(Records to use)
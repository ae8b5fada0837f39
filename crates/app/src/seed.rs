//! Demo data for a fresh database.

use anyhow::Context;
use common::{Money, ProductId};
use domain::{FulfillmentService, OrderRequest};
use store::{
    CatalogStore, NewAddress, NewProduct, OrderStatus, OrderStore, PostgresUserDirectory,
};

struct DemoCustomer {
    username: &'static str,
    email: &'static str,
    description: &'static str,
    street: &'static str,
    city: &'static str,
    country: &'static str,
}

const CUSTOMERS: &[DemoCustomer] = &[
    DemoCustomer {
        username: "mikhail_ryzhov",
        email: "m.ryzhov@mail.net",
        description: "Cashier",
        street: "7 Sunset Boulevard",
        city: "Sydney",
        country: "Australia",
    },
    DemoCustomer {
        username: "clare_davis",
        email: "clare.d@inbox.org",
        description: "Pirate",
        street: "45 Canal Street",
        city: "Amsterdam",
        country: "Netherlands",
    },
    DemoCustomer {
        username: "kenji_tanaka",
        email: "k.tanaka@global.jp",
        description: "Dentist",
        street: "18 Nevsky Prospect",
        city: "Saint Petersburg",
        country: "Russia",
    },
    DemoCustomer {
        username: "fatima_nkosi",
        email: "fatima.nkosi@africa.co.za",
        description: "Chauffeur",
        street: "99 Queen Street",
        city: "Toronto",
        country: "Canada",
    },
    DemoCustomer {
        username: "lucas_fernandez",
        email: "lucasf@correo.es",
        description: "Programmer",
        street: "3 Al-Rashid Street",
        city: "Dubai",
        country: "United Arab Emirates",
    },
];

/// (name, price in cents, description, category, stock)
const PRODUCTS: &[(&str, u64, &str, &str, u32)] = &[
    ("Laptop", 12_000_000, "Gaming laptop", "electronics", 10),
    ("Wireless headphones", 650_000, "Noise cancelling", "electronics", 25),
    ("Banana t-shirt", 335_900, "Cotton, size XXL", "clothing", 40),
    ("Bible", 25_000, "A good book", "books", 100),
    ("Coffee machine", 1_899_900, "With milk frother", "appliances", 8),
];

/// What a seeding run did.
#[derive(Debug, Default, Clone, Copy, PartialEq, Eq)]
pub struct SeedSummary {
    pub users: usize,
    pub products: usize,
    pub orders: usize,
    pub shipped: usize,
}

/// Seeds demo customers, products and one order per customer, then ships
/// the first order.
///
/// Does nothing if any user already exists.
#[tracing::instrument(skip_all)]
pub async fn seed_demo<C, O>(
    users: &PostgresUserDirectory,
    service: &FulfillmentService<C, O, PostgresUserDirectory>,
) -> anyhow::Result<SeedSummary>
where
    C: CatalogStore,
    O: OrderStore,
{
    let existing = users.user_count().await?;
    if existing > 0 {
        tracing::info!(existing, "database already has users, skipping demo seed");
        return Ok(SeedSummary::default());
    }

    let mut summary = SeedSummary::default();

    let mut customers = Vec::with_capacity(CUSTOMERS.len());
    for customer in CUSTOMERS {
        let user = users
            .create_user(customer.username, customer.email, Some(customer.description))
            .await
            .with_context(|| format!("creating demo user {}", customer.username))?;
        let address_id = users
            .add_address(
                user.id,
                &NewAddress {
                    street: customer.street.to_string(),
                    city: customer.city.to_string(),
                    state: None,
                    zip_code: None,
                    country: customer.country.to_string(),
                    is_primary: true,
                },
            )
            .await?;
        customers.push((user.id, address_id));
        summary.users += 1;
    }

    let mut products: Vec<ProductId> = Vec::with_capacity(PRODUCTS.len());
    for (name, cents, description, category, stock) in PRODUCTS {
        let price = Money::from_cents(*cents);
        let product = service
            .catalog()
            .create_product(
                NewProduct::new(*name, price, *stock)
                    .with_description(*description)
                    .with_category(*category),
            )
            .await?;
        products.push(product.id);
        summary.products += 1;
    }

    let mut placed = Vec::with_capacity(customers.len());
    for ((user_id, address_id), product_id) in customers.iter().zip(&products) {
        let order = service
            .create_order(OrderRequest::new(*user_id, *address_id).with_item(*product_id, 1))
            .await
            .context("placing demo order")?;
        tracing::debug!(order_id = %order.id, total = %order.total_amount, "demo order placed");
        placed.push(order.id);
        summary.orders += 1;
    }

    if let Some(first) = placed.first() {
        service
            .update_order_status(*first, OrderStatus::Shipped)
            .await
            .context("shipping demo order")?;
        summary.shipped += 1;
    }

    tracing::info!(
        users = summary.users,
        products = summary.products,
        orders = summary.orders,
        shipped = summary.shipped,
        "demo data seeded"
    );
    Ok(summary)
}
(End Records to use)
■ Problem description: Among the records above, find each line holding "cents" and list it.

■ Exercise solution:
/// (name, price in cents, description, category, stock)
    for (name, cents, description, category, stock) in PRODUCTS {
        let price = Money::from_cents(*cents);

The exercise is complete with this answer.